Wilderness & Environmental Medicine | 2015
Susanne Spano; Danielle Campagne; Geoff Stroh; Marc Shalit
Multiple casualty incidents (MCIs) are uncommon in remote wilderness settings. This is a case report of a lightning strike on a Boy Scout troop hiking through Sequoia and Kings Canyon National Parks (SEKI), in which the lightning storm hindered rescue efforts. The purpose of this study was to review the response to a lightning-caused MCI in a wilderness setting, address lightning injury as it relates to field management, and discuss evacuation options in inclement weather incidents occurring in remote locations. An analysis of SEKI search and rescue data and a review of current literature were performed.
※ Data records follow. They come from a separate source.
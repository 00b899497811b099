// 📂 Catalog Files - Load catalogs from JSON/CSV, export status reports
//
// JSON: array of {"id", "name", "prerequisites"?}
// CSV:  header id,name,prerequisites - prerequisites separated by ';'

use crate::availability::{missing_prerequisites, status_of, CompletedSet, CourseStatus};
use crate::catalog::{Catalog, CourseRecord};
use anyhow::{bail, Context, Result};
use serde::{Deserialize, Serialize};
use std::fs;
use std::io::{Read, Write};
use std::path::Path;

/// Separator between prerequisite ids inside a single CSV cell
pub const PREREQUISITE_SEPARATOR: char = ';';

#[derive(Debug, Clone, Copy, PartialEq, Eq)]
pub enum CatalogFormat {
    Json,
    Csv,
}

impl CatalogFormat {
    /// Detect format from file extension
    pub fn from_path(path: &Path) -> Result<Self> {
        let ext = path
            .extension()
            .and_then(|e| e.to_str())
            .map(|e| e.to_ascii_lowercase());

        match ext.as_deref() {
            Some("json") => Ok(CatalogFormat::Json),
            Some("csv") => Ok(CatalogFormat::Csv),
            _ => bail!(
                "Unsupported catalog file {:?} (expected .json or .csv)",
                path
            ),
        }
    }
}

// ============================================================================
// LOADING
// ============================================================================

/// Read raw records from a catalog file, without building a catalog.
///
/// Kept separate from [`load_catalog`] so checks can see duplicates that
/// the catalog build would omit.
pub fn load_records<P: AsRef<Path>>(path: P) -> Result<Vec<CourseRecord>> {
    let path = path.as_ref();
    let format = CatalogFormat::from_path(path)?;
    let content = fs::read_to_string(path)
        .with_context(|| format!("Failed to read catalog file: {:?}", path))?;

    let records = match format {
        CatalogFormat::Json => parse_json(&content)
            .with_context(|| format!("Failed to parse catalog JSON: {:?}", path))?,
        CatalogFormat::Csv => parse_csv(content.as_bytes())
            .with_context(|| format!("Failed to parse catalog CSV: {:?}", path))?,
    };

    tracing::info!(path = ?path, records = records.len(), "catalog file loaded");
    Ok(records)
}

pub fn load_catalog<P: AsRef<Path>>(path: P) -> Result<Catalog> {
    Ok(Catalog::from_records(load_records(path)?))
}

pub fn parse_json(content: &str) -> Result<Vec<CourseRecord>> {
    let records: Vec<CourseRecord> = serde_json::from_str(content)?;
    Ok(records)
}

#[derive(Debug, Deserialize)]
struct CsvRow {
    id: String,
    name: String,
    #[serde(default)]
    prerequisites: Option<String>,
}

pub fn parse_csv<R: Read>(reader: R) -> Result<Vec<CourseRecord>> {
    let mut rdr = csv::ReaderBuilder::new()
        .trim(csv::Trim::All)
        .flexible(true)
        .from_reader(reader);

    let mut records = Vec::new();
    for (index, result) in rdr.deserialize::<CsvRow>().enumerate() {
        // +2: header line, 1-based
        let row = result.with_context(|| format!("Invalid catalog row at line {}", index + 2))?;

        let prerequisites: Vec<String> = row
            .prerequisites
            .unwrap_or_default()
            .split(PREREQUISITE_SEPARATOR)
            .map(str::trim)
            .filter(|p| !p.is_empty())
            .map(str::to_string)
            .collect();

        records.push(CourseRecord {
            id: row.id,
            name: row.name,
            prerequisites: if prerequisites.is_empty() {
                None
            } else {
                Some(prerequisites)
            },
        });
    }

    Ok(records)
}

// ============================================================================
// EXPORT
// ============================================================================

/// One course with its derived status, as exported
#[derive(Debug, Clone, Serialize, Deserialize)]
pub struct CourseReport {
    pub id: String,
    pub name: String,
    pub prerequisites: Vec<String>,
    pub status: CourseStatus,
    pub missing: Vec<String>,
}

pub fn course_reports<S: CompletedSet + ?Sized>(catalog: &Catalog, completed: &S) -> Vec<CourseReport> {
    catalog
        .iter()
        .map(|course| CourseReport {
            id: course.id.clone(),
            name: course.name.clone(),
            prerequisites: course.prerequisites.clone(),
            status: status_of(course, completed),
            missing: missing_prerequisites(course, completed)
                .into_iter()
                .map(str::to_string)
                .collect(),
        })
        .collect()
}

pub fn export_json<S: CompletedSet + ?Sized>(catalog: &Catalog, completed: &S) -> Result<String> {
    serde_json::to_string_pretty(&course_reports(catalog, completed))
        .context("Failed to serialize course report")
}

#[derive(Debug, Serialize)]
struct CsvExportRow<'a> {
    id: &'a str,
    name: &'a str,
    prerequisites: String,
    status: &'static str,
}

pub fn write_csv<S, W>(catalog: &Catalog, completed: &S, writer: W) -> Result<()>
where
    S: CompletedSet + ?Sized,
    W: Write,
{
    let mut wtr = csv::Writer::from_writer(writer);
    let separator = PREREQUISITE_SEPARATOR.to_string();

    for course in catalog {
        wtr.serialize(CsvExportRow {
            id: &course.id,
            name: &course.name,
            prerequisites: course.prerequisites.join(&separator),
            status: status_of(course, completed).as_str(),
        })?;
    }

    wtr.flush().context("Failed to write CSV export")?;
    Ok(())
}

// ============================================================================
// TESTS
// ============================================================================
A lightning strike at 10,600 feet elevation in the Sierra Nevada Mountains affected a party of 5 adults and 7 Boy Scouts (age range 12 to 17 years old). Resources mobilized for the rescue included 5 helicopters, 2 ambulances, 2 hospitals, and 15 field and 14 logistical support personnel. The incident was managed from strike to scene clearance in 4 hours and 20 minutes. There were 2 fatalities, 1 on scene and 1 in the hospital. Storm conditions complicated on-scene communication and evacuation efforts. Exposure to ongoing lightning and a remote wilderness location affected both victims and rescuers in a lightning MCI. Helicopters, the main vehicles of wilderness rescue in SEKI, can be limited by weather, daylight, and terrain. Redundancies in communication systems are vital for episodes of radio failure. Reverse triage should be implemented in lightning injury MCIs. Education of both wilderness travelers and rescuers regarding these issues should be pursued.